Today we celebrate the 5th Sunday of Lent and in three weeks time we will celebrate Easter

As Lent draws us closer to the mysteries we celebrate in Holy week we are reminded that Jesus predicted His own death for our salvation.

'And when I am lifted up from the earth,
I shall draw all men to myself.'
By these words he indicated the kind of death he would die.

Jesus predicts His death – and by His cross and resurrection we are set free.

When the Son of man is lifted up He will draw all men to himself.



In a few short weeks we will venerate the Cross on Good Friday with the words – Behold the wood of the cross on which hung the saviour of the world and we will respond Come let us worship.

The cross in those times was a symbol of oppression, of punishment, of torture and an agonising death. But it has become for all Christians a sign of hope and victory.

When the Son of man is lifted up He will draw all men to himself.

Jesus is truly risen from the dead. He has been lifted up from the earth, the tomb. Jesus promised Martha that ‘anyone who believes in me, even though he dies, yet shall he live. I am the resurrection and the life. Do you believe this?’
Christ conquered death by rising from the dead. He promises each of us in our turn a resurrection. This world and all it contains, as good and as wholesome as much of it can be, is passing away. We are destined to eternal life, to be 'raised with Him on the last day’. St Paul tells us: 'if we have died with him, we shall also rise with him.’ But we must not only die physically, we must continually die to sin. Therefore, each time we go to confession is a mini-resurrection from the mire of sin to walk once more a life in the Spirit and as a child of the light.

When the Son of man is lifted up He will draw all men to himself.

The paschal mystery is completed with Jesus' ascension to His Father. Jesus tells his disciples at the Last Supper: 'I am going away, where I am going you cannot come. But I am going away to prepare a place for you.

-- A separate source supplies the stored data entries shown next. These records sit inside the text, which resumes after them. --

use std::env;
use std::str::FromStr;
use std::sync::OnceLock;
use std::time::Duration;
use thiserror::Error;

const DEFAULT_EMBEDDING_MODEL: &str = "text-embedding-3-small";
const DEFAULT_SEMANTIC_SCHOLAR_URL: &str = "https://api.semanticscholar.org/graph/v1";
const DEFAULT_OPENALEX_URL: &str = "https://api.openalex.org";
const SEARCH_BACKOFF_CAP: Duration = Duration::from_secs(5);

/// Errors encountered while loading configuration from environment variables.
#[derive(Debug, Error, PartialEq)]
pub enum ConfigError {
    /// Required environment variable was not provided.
    #[error("Missing environment variable: {0}")]
    MissingVariable(String),
    /// Environment variable contained a value that could not be parsed or failed validation.
    #[error("Invalid value for environment variable: {0}")]
    InvalidValue(String),
}

/// Runtime configuration for the Rusty Review server.
#[derive(Debug, Clone)]
pub struct Config {
    /// Base URL of the OpenAI-compatible chat completion API.
    pub llm_api_endpoint: String,
    /// Bearer token sent to the chat completion API.
    pub llm_api_key: String,
    /// Model used for standard-tier inference calls.
    pub llm_model: String,
    /// Model used for reasoning-tier inference calls.
    pub llm_reasoning_model: String,
    /// Default per-request timeout for inference calls.
    pub llm_request_timeout: Duration,
    /// Maximum attempts per inference call on retryable failures.
    pub llm_max_retries: u32,
    /// Base URL of the embedding API; `None` disables re-ranking.
    pub embedding_api_endpoint: Option<String>,
    /// Optional bearer token for the embedding API.
    pub embedding_api_key: Option<String>,
    /// Embedding model identifier passed to the provider.
    pub embedding_model: String,
    /// Dimensionality of the produced vectors (used for zero-vector placeholders).
    pub embedding_dimension: usize,
    /// Per-request timeout for embedding calls.
    pub embedding_request_timeout: Duration,
    /// Base URL of the primary record-search provider.
    pub primary_search_url: String,
    /// Optional API key for the primary record-search provider.
    pub primary_search_api_key: Option<String>,
    /// Base URL of the secondary record-search provider.
    pub secondary_search_url: String,
    /// Optional contact address forwarded to the secondary provider.
    pub secondary_search_mailto: Option<String>,
    /// Per-request timeout for record-search calls.
    pub search_request_timeout: Duration,
    /// Budget of the document parse stage.
    pub parse_timeout: Duration,
    /// Budget of the key-term extraction stage.
    pub key_term_timeout: Duration,
    /// Budget of the retrieval stage as a whole.
    pub retrieval_timeout: Duration,
    /// Budget of a single retrieval branch including failover.
    pub branch_timeout: Duration,
    /// Budget of each call made by the analysis stage.
    pub analysis_timeout: Duration,
    /// Budget of the evaluation stage.
    pub evaluation_timeout: Duration,
    /// Budget of the report stage.
    pub report_timeout: Duration,
    /// Wall-clock budget of one whole review request.
    pub global_deadline: Duration,
    /// Period between keep-alive frames while a stage is running.
    pub heartbeat_interval: Duration,
    /// Page size requested from each retrieval branch.
    pub max_candidates_per_branch: usize,
    /// Number of fused candidates kept after re-ranking.
    pub max_fused_candidates: usize,
    /// Attempts made against the primary provider before failing over.
    pub search_max_attempts: u32,
    /// Base delay of the capped exponential search backoff.
    pub search_backoff_base: Duration,
    /// Upper bound of the search backoff.
    pub search_backoff_cap: Duration,
    /// Whether the related-record retrieval stage runs at all.
    pub retrieval_enabled: bool,
    /// Optional override for the HTTP server port.
    pub server_port: Option<u16>,
}

impl Default for Config {
    fn default() -> Self {
        Self {
            llm_api_endpoint: String::new(),
            llm_api_key: String::new(),
            llm_model: String::new(),
            llm_reasoning_model: String::new(),
            llm_request_timeout: Duration::from_secs(120),
            llm_max_retries: 3,
            embedding_api_endpoint: None,
            embedding_api_key: None,
            embedding_model: DEFAULT_EMBEDDING_MODEL.to_string(),
            embedding_dimension: 1024,
            embedding_request_timeout: Duration::from_secs(30),
            primary_search_url: DEFAULT_SEMANTIC_SCHOLAR_URL.to_string(),
            primary_search_api_key: None,
            secondary_search_url: DEFAULT_OPENALEX_URL.to_string(),
            secondary_search_mailto: None,
            search_request_timeout: Duration::from_secs(30),
            parse_timeout: Duration::from_secs(360),
            key_term_timeout: Duration::from_secs(240),
            retrieval_timeout: Duration::from_secs(180),
            branch_timeout: Duration::from_secs(120),
            analysis_timeout: Duration::from_secs(120),
            evaluation_timeout: Duration::from_secs(480),
            report_timeout: Duration::from_secs(240),
            global_deadline: Duration::from_secs(1200),
            heartbeat_interval: Duration::from_secs(15),
            max_candidates_per_branch: 5,
            max_fused_candidates: 10,
            search_max_attempts: 2,
            search_backoff_base: Duration::from_millis(1000),
            search_backoff_cap: SEARCH_BACKOFF_CAP,
            retrieval_enabled: true,
            server_port: None,
        }
    }
}

impl Config {
    /// Load configuration from environment variables, performing validation along the way.
    pub fn from_env() -> Result<Self, ConfigError> {
        Self::from_lookup(|key| env::var(key).ok())
    }

    /// Build configuration from an arbitrary key lookup.
    ///
    /// Blank values are treated as absent. Legacy variable names are consulted when the
    /// preferred name is not set.
    pub fn from_lookup<F>(lookup: F) -> Result<Self, ConfigError>
    where
        F: Fn(&str) -> Option<String>,
    {
        let vars = Lookup(lookup);
        let defaults = Self::default();

        let llm_model = vars.required(&["SCI_LLM_MODEL", "LLM_MODEL"])?;
        let config = Self {
            llm_api_endpoint: vars.required(&["SCI_MODEL_BASE_URL", "LLM_API_ENDPOINT"])?,
            llm_api_key: vars.required(&["SCI_MODEL_API_KEY", "LLM_API_KEY"])?,
            llm_reasoning_model: vars
                .optional(&["SCI_LLM_REASONING_MODEL"])
                .unwrap_or_else(|| llm_model.clone()),
            llm_model,
            llm_request_timeout: vars
                .seconds("LLM_REQUEST_TIMEOUT")?
                .unwrap_or(defaults.llm_request_timeout),
            llm_max_retries: vars.parsed("MAX_RETRIES")?.unwrap_or(defaults.llm_max_retries),
            embedding_api_endpoint: vars
                .optional(&["SCI_EMBEDDING_BASE_URL", "EMBEDDING_API_ENDPOINT"]),
            embedding_api_key: vars.optional(&["SCI_EMBEDDING_API_KEY", "EMBEDDING_API_KEY"]),
            embedding_model: vars
                .optional(&["SCI_EMBEDDING_MODEL", "EMBEDDING_MODEL_NAME"])
                .unwrap_or(defaults.embedding_model),
            embedding_dimension: vars
                .parsed("EMBEDDING_DIMENSION")?
                .unwrap_or(defaults.embedding_dimension),
            embedding_request_timeout: vars
                .seconds("EMBEDDING_TIMEOUT")?
                .unwrap_or(defaults.embedding_request_timeout),
            primary_search_url: vars
                .optional(&["SEMANTIC_SCHOLAR_URL"])
                .unwrap_or(defaults.primary_search_url),
            primary_search_api_key: vars.optional(&["SEMANTIC_SCHOLAR_API_KEY"]),
            secondary_search_url: vars
                .optional(&["OPENALEX_URL"])
                .unwrap_or(defaults.secondary_search_url),
            secondary_search_mailto: vars.optional(&["OPENALEX_MAILTO"]),
            search_request_timeout: vars
                .seconds("SEMANTIC_SCHOLAR_TIMEOUT")?
                .unwrap_or(defaults.search_request_timeout),
            parse_timeout: vars
                .seconds("PDF_PARSE_TIMEOUT")?
                .unwrap_or(defaults.parse_timeout),
            key_term_timeout: vars
                .seconds("KEY_EXTRACTION_TIMEOUT")?
                .unwrap_or(defaults.key_term_timeout),
            retrieval_timeout: vars
                .seconds("RETRIEVAL_TIMEOUT")?
                .unwrap_or(defaults.retrieval_timeout),
            branch_timeout: vars
                .seconds("RETRIEVAL_BRANCH_TIMEOUT")?
                .unwrap_or(defaults.branch_timeout),
            analysis_timeout: vars
                .seconds("SEMANTIC_ANALYSIS_TIMEOUT")?
                .unwrap_or(defaults.analysis_timeout),
            evaluation_timeout: vars
                .seconds("EVALUATION_TIMEOUT")?
                .unwrap_or(defaults.evaluation_timeout),
            report_timeout: vars
                .seconds("REPORT_GENERATION_TIMEOUT")?
                .unwrap_or(defaults.report_timeout),
            global_deadline: vars
                .seconds("REVIEW_TIMEOUT")?
                .unwrap_or(defaults.global_deadline),
            heartbeat_interval: vars
                .seconds("HEARTBEAT_INTERVAL")?
                .unwrap_or(defaults.heartbeat_interval),
            max_candidates_per_branch: vars
                .parsed("MAX_PAPERS_PER_QUERY")?
                .unwrap_or(defaults.max_candidates_per_branch),
            max_fused_candidates: vars
                .parsed("MAX_TOTAL_PAPERS")?
                .unwrap_or(defaults.max_fused_candidates),
            search_max_attempts: vars
                .parsed("SEMANTIC_SCHOLAR_MAX_RETRIES")?
                .unwrap_or(defaults.search_max_attempts),
            search_backoff_base: vars
                .parsed::<u64>("SEARCH_BACKOFF_BASE_MS")?
                .map(Duration::from_millis)
                .unwrap_or(defaults.search_backoff_base),
            search_backoff_cap: defaults.search_backoff_cap,
            retrieval_enabled: vars
                .flag("REVIEW_RETRIEVAL_ENABLED")?
                .unwrap_or(defaults.retrieval_enabled),
            server_port: vars.parsed("SERVER_PORT")?,
        };

        config.validate()?;
        Ok(config)
    }

    /// Reject combinations that would make the pipeline unusable.
    pub fn validate(&self) -> Result<(), ConfigError> {
        let timeouts = [
            ("LLM_REQUEST_TIMEOUT", self.llm_request_timeout),
            ("EMBEDDING_TIMEOUT", self.embedding_request_timeout),
            ("SEMANTIC_SCHOLAR_TIMEOUT", self.search_request_timeout),
            ("PDF_PARSE_TIMEOUT", self.parse_timeout),
            ("KEY_EXTRACTION_TIMEOUT", self.key_term_timeout),
            ("RETRIEVAL_TIMEOUT", self.retrieval_timeout),
            ("RETRIEVAL_BRANCH_TIMEOUT", self.branch_timeout),
            ("SEMANTIC_ANALYSIS_TIMEOUT", self.analysis_timeout),
            ("EVALUATION_TIMEOUT", self.evaluation_timeout),
            ("REPORT_GENERATION_TIMEOUT", self.report_timeout),
            ("REVIEW_TIMEOUT", self.global_deadline),
            ("HEARTBEAT_INTERVAL", self.heartbeat_interval),
        ];
        if let Some((key, _)) = timeouts.iter().find(|(_, value)| value.is_zero()) {
            return Err(ConfigError::InvalidValue(format!("{key} must be positive")));
        }

        if self.heartbeat_interval >= self.global_deadline {
            return Err(ConfigError::InvalidValue(
                "HEARTBEAT_INTERVAL must be shorter than REVIEW_TIMEOUT".into(),
            ));
        }
        if self.max_candidates_per_branch == 0 {
            return Err(ConfigError::InvalidValue(
                "MAX_PAPERS_PER_QUERY must be positive".into(),
            ));
        }
        if self.max_fused_candidates == 0 {
            return Err(ConfigError::InvalidValue(
                "MAX_TOTAL_PAPERS must be positive".into(),
            ));
        }
        if self.embedding_dimension == 0 {
            return Err(ConfigError::InvalidValue(
                "EMBEDDING_DIMENSION must be positive".into(),
            ));
        }
        if self.search_max_attempts == 0 {
            return Err(ConfigError::InvalidValue(
                "SEMANTIC_SCHOLAR_MAX_RETRIES must be positive".into(),
            ));
        }
        Ok(())
    }
}

struct Lookup<F>(F);

impl<F> Lookup<F>
where
    F: Fn(&str) -> Option<String>,
{
    fn optional(&self, keys: &[&str]) -> Option<String> {
        keys.iter()
            .find_map(|key| (self.0)(key).filter(|value| !value.trim().is_empty()))
            .map(|value| value.trim().to_string())
    }

    fn required(&self, keys: &[&str]) -> Result<String, ConfigError> {
        self.optional(keys)
            .ok_or_else(|| ConfigError::MissingVariable(keys.join(" or ")))
    }

    fn parsed<T: FromStr>(&self, key: &str) -> Result<Option<T>, ConfigError> {
        self.optional(&[key])
            .map(|value| {
                value
                    .parse()
                    .map_err(|_| ConfigError::InvalidValue(key.to_string()))
            })
            .transpose()
    }

    fn seconds(&self, key: &str) -> Result<Option<Duration>, ConfigError> {
        Ok(self.parsed::<u64>(key)?.map(Duration::from_secs))
    }

    fn flag(&self, key: &str) -> Result<Option<bool>, ConfigError> {
        self.optional(&[key])
            .map(|value| match value.to_ascii_lowercase().as_str() {
                "1" | "true" | "yes" | "on" => Ok(true),
                "0" | "false" | "no" | "off" => Ok(false),
                _ => Err(ConfigError::InvalidValue(key.to_string())),
            })
            .transpose()
    }
}

/// Global configuration cache populated during process start.
static CONFIG: OnceLock<Config> = OnceLock::new();

/// Load configuration from the environment and install it in the global cache.
///
/// Returns the installed configuration so callers can hand it to long-lived services.
pub fn init_config() -> Result<&'static Config, ConfigError> {
    dotenvy::dotenv().ok();
    let config = Config::from_env()?;
    tracing::debug!(
        llm_api_endpoint = %config.llm_api_endpoint,
        llm_model = %config.llm_model,
        reasoning_model = %config.llm_reasoning_model,
        embedding_enabled = config.embedding_api_endpoint.is_some(),
        retrieval_enabled = config.retrieval_enabled,
        global_deadline_secs = config.global_deadline.as_secs(),
        server_port = ?config.server_port,
        "Loaded configuration"
    );
    Ok(CONFIG.get_or_init(|| config))
}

There are many rooms in my Father’s house. If there were not I should have told you. When I return I shall come to take you with me, so that where I am, you will be too. You do not the way to the place where I am going.’Our eternal home is awaiting us.

When the Son of man is lifted up He will draw all men to himself.

What follows is perhaps the most important immediate implication of this declaration of Jesus. It applies to the Mass. At the consecration, we believe that the simple elements of bread and wine are changed, utterly, into the Body, Blood and Soul and Divinity of Christ. When the priest raises the Host and Chalice – at the consecration, at the Through Him with Him and in Him, and at the Behold the Lamb of God, the ‘Son is Man is [once more] being lifted up and drawing all men to Himself.

But at the consecration –something mysterious and marvellous is happening. The priest says: this is my body...this is my blood.’ It is not MY body, it is Christ’s! It is not MY blood, it is Christ’s! So why do I, a priest, say MY Body... My Blood? Because Christ is, as it were, borrowing my voice, using my lips to speak the words about Himself. What is more, we believe that we are at Calvary and the Last Supper all at once, this is Church teaching. The curtain of time parts and we are back 2000 years at Calvary and the Upper Room where Christ says ‘Do this in memory of me’. We are there, or Calvary is here. It is not repeated, it is RE-presented. That is why we say: ‘the mystery of faith’. Christ’s Body and Blood are admittedly, under the appearance of bread and wine, but with the eyes of faith we say, 'Behold the Lamb of God', and ‘the Body of Christ’.

This is why we are having a Eucharistic congress this year to remind us of the beauty, reality and dignity of the Eucharistic celebration.

Let us pray for greater faith in Christ’s Real Presence, so that we may be drawn to Him.

When I am lifted up I will draw all men to myself.